### Exercise description:
Locate the string "await" throughout the material and copy every line in which it occurs.

[[ Provided data, beginning ]]

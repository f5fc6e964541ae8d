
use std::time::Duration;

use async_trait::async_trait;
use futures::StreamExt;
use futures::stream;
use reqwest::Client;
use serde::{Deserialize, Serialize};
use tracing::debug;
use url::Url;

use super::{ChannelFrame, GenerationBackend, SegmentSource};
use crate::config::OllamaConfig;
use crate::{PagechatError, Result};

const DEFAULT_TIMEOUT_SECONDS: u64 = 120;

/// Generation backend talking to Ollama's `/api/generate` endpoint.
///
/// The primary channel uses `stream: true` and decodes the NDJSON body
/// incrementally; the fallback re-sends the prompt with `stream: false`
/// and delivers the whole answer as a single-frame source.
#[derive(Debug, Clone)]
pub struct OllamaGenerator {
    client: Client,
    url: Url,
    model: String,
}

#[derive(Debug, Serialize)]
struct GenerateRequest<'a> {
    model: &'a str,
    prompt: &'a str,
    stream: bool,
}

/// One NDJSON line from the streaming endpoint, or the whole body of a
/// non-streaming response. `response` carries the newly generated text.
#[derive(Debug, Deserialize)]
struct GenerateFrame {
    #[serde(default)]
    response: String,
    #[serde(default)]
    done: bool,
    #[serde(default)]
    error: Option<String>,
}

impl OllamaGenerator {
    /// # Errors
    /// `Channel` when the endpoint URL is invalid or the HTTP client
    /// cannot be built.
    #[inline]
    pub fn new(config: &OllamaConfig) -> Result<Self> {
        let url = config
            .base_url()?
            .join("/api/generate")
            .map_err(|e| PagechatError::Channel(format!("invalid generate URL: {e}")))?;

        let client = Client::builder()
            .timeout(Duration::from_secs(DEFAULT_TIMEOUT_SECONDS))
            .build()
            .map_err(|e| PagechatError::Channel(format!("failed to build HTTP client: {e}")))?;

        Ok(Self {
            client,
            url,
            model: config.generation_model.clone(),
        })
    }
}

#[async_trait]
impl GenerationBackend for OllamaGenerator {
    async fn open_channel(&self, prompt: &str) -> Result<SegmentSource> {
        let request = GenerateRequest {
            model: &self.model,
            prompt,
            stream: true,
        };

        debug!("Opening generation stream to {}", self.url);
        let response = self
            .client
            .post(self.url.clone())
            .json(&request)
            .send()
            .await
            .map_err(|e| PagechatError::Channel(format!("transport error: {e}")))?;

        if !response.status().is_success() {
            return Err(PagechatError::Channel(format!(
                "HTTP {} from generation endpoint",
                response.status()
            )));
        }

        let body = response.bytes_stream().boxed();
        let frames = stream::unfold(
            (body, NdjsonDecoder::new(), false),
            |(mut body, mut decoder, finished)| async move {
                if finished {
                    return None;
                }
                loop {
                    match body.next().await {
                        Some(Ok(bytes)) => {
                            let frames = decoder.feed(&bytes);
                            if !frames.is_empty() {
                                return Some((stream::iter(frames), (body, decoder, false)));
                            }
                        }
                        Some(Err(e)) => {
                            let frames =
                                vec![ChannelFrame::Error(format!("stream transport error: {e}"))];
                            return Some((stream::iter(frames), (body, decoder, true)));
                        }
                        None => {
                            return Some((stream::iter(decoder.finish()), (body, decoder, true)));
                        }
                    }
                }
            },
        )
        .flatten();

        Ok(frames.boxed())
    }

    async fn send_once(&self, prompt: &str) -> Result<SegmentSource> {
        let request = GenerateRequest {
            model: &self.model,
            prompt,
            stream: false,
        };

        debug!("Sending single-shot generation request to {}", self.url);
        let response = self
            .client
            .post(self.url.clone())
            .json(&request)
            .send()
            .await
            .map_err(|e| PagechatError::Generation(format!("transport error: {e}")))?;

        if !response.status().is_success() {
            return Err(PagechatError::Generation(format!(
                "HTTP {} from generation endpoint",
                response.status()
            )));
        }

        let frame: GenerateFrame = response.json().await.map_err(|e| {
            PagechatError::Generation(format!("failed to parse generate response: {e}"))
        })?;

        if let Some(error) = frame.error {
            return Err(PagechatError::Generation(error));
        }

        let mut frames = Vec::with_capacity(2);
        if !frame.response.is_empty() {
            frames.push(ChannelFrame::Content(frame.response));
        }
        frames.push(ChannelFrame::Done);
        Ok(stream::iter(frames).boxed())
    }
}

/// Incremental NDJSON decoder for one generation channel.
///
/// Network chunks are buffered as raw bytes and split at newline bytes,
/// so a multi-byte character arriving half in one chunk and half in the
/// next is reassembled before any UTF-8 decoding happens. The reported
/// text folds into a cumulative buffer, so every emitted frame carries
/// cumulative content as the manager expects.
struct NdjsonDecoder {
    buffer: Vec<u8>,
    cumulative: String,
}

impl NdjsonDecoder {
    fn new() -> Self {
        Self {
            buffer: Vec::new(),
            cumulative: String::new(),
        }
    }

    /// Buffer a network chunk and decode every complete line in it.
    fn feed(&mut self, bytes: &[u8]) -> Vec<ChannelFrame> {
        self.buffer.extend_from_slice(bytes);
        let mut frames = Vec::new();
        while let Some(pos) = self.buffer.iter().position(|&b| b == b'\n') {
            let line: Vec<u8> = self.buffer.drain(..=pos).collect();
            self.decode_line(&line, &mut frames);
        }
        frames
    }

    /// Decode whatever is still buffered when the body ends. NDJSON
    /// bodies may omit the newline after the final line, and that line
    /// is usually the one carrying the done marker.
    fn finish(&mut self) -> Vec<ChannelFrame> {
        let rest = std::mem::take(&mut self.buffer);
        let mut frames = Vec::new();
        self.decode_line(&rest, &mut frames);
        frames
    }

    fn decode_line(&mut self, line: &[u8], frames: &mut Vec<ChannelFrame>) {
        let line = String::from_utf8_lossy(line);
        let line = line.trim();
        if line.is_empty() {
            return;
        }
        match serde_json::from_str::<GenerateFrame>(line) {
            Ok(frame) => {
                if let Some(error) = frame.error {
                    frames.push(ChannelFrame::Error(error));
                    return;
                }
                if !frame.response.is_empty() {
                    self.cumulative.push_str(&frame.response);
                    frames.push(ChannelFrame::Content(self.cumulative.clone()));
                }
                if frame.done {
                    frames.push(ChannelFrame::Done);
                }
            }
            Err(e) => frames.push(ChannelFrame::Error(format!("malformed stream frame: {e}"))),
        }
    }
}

[[ Provided data, end ]]

### Task solution:
            .await
                    match body.next().await {
            .await
        let frame: GenerateFrame = response.json().await.map_err(|e| {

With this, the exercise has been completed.